Čierny Brod () is a village and municipality in Galanta District of the Trnava Region of south-west Slovakia.

Geography
The municipality lies at an elevation of 120 metres and covers an area of 17.699 km². It has a population of about 1559 people.

History
The territory was already a part of the Kingdom of Great Moravia, the first Slavic state ever, when, after weakening battles with the Frankish Empire, in the 9th century, the eastern part of Great Moravia was occupied by nomadic Magyar tribes. The territory of the village became part of the Kingdom of Hungary, later acknowledged by the Frankish Empire.
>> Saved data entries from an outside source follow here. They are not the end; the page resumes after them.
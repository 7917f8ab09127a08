//! WebSocket client for the KIS real-time feed.
//!
//! Provides:
//! - A connection supervisor with fixed-delay reconnection and cancellation
//! - A cloneable write handle whose sends resolve once the frame hits the socket
//! - Subscribe frame construction
//! - The subscription registry, including resubscription after reconnect

pub mod connection;
pub mod error;
pub mod message;
pub mod subscription;
pub mod ws_write_handle;

pub use connection::{ConnectionConfig, ConnectionManager, ConnectionState, InboundHandler};
pub use error::{RegistryError, RegistryResult, WsError, WsResult};
pub use message::SubscribeRequest;
pub use subscription::{RegistryConfig, SubscriptionRegistry};
pub use ws_write_handle::{WsOutbound, WsWriteHandle};

use std::sync::Once;

static INIT_CRYPTO: Once = Once::new();

/// Install the rustls crypto provider.
/// Must be called before any TLS connection (WebSocket or HTTPS) is made.
pub fn init_crypto() {
    INIT_CRYPTO.call_once(|| {
        let _ = rustls::crypto::ring::default_provider().install_default();
    });
}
In historical records the village was first mentioned in 1223.
After the Austro-Hungarian army disintegrated in November 1918, Czechoslovak troops occupied the area, later acknowledged internationally by the Treaty of Trianon. Between 1938 and 1945 Čierny Brod once more became part of Miklós Horthy's Hungary through the First Vienna Award. From 1945 until the Velvet Divorce, it was part of Czechoslovakia. Since then it has been part of Slovakia.

Genealogical resources

The records for genealogical research are available at the state archive "Statny Archiv in Bratislava, Slovakia"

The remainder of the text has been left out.